Data supplied —
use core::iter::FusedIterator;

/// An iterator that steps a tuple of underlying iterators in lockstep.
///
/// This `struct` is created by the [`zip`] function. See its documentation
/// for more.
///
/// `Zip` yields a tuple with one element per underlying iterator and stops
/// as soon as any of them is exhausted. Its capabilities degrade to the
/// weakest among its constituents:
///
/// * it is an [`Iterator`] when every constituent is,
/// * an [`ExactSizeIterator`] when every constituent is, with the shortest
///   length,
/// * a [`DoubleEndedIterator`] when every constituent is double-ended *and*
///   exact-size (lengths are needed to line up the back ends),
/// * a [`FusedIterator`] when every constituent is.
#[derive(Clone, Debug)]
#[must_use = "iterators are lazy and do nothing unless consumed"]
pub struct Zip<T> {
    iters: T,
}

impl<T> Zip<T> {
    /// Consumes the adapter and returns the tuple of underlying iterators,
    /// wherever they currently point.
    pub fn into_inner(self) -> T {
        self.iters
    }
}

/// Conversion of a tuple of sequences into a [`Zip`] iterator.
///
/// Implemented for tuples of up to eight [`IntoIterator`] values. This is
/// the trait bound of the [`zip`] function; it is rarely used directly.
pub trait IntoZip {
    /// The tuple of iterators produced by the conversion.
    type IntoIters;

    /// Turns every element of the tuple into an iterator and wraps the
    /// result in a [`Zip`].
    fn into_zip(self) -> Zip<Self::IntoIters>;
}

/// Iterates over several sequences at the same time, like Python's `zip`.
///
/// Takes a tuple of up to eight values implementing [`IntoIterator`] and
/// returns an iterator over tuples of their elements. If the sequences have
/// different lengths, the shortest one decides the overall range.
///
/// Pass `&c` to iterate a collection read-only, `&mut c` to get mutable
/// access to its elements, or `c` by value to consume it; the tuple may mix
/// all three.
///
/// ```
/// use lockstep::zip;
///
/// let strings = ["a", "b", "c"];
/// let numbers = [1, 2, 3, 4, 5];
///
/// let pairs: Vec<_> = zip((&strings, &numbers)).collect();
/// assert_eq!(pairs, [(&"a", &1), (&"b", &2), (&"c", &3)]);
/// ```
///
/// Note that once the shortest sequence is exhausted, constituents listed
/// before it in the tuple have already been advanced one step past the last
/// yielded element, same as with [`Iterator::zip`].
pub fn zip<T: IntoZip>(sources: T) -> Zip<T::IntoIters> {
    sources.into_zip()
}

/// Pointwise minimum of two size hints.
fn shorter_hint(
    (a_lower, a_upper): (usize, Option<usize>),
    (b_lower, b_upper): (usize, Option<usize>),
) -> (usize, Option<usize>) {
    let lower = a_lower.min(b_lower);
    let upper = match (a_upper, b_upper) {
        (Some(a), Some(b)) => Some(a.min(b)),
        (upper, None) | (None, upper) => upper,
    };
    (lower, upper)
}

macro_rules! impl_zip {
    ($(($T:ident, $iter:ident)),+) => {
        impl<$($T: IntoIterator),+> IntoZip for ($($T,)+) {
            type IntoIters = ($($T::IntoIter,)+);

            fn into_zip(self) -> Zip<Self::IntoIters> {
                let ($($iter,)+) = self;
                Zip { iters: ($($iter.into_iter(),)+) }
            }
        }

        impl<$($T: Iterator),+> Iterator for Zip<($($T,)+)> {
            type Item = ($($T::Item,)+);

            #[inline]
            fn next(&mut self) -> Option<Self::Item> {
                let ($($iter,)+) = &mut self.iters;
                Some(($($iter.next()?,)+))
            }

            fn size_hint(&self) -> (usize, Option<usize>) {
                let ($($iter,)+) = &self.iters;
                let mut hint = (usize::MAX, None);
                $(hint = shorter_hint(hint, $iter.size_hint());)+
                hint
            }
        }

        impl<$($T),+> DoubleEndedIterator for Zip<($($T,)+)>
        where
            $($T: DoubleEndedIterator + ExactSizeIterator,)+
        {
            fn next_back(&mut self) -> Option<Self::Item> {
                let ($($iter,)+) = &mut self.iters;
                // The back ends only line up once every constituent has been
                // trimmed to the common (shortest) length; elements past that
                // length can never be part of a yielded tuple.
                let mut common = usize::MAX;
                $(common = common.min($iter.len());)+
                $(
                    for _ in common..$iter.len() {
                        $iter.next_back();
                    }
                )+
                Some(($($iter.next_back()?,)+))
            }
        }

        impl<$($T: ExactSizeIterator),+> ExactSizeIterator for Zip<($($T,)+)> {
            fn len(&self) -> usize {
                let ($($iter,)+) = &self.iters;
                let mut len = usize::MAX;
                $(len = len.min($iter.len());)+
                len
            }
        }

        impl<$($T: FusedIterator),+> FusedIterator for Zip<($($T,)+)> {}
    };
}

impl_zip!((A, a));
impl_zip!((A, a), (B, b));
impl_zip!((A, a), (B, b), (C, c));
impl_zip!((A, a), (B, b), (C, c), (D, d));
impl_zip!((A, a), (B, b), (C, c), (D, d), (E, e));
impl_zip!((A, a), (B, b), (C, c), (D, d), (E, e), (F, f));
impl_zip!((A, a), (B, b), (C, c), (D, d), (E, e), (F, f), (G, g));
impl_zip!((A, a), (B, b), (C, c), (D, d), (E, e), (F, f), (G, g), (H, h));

Work item —
Check each line of the entries for the word "lengths", then state the count alone.

Answer box —
2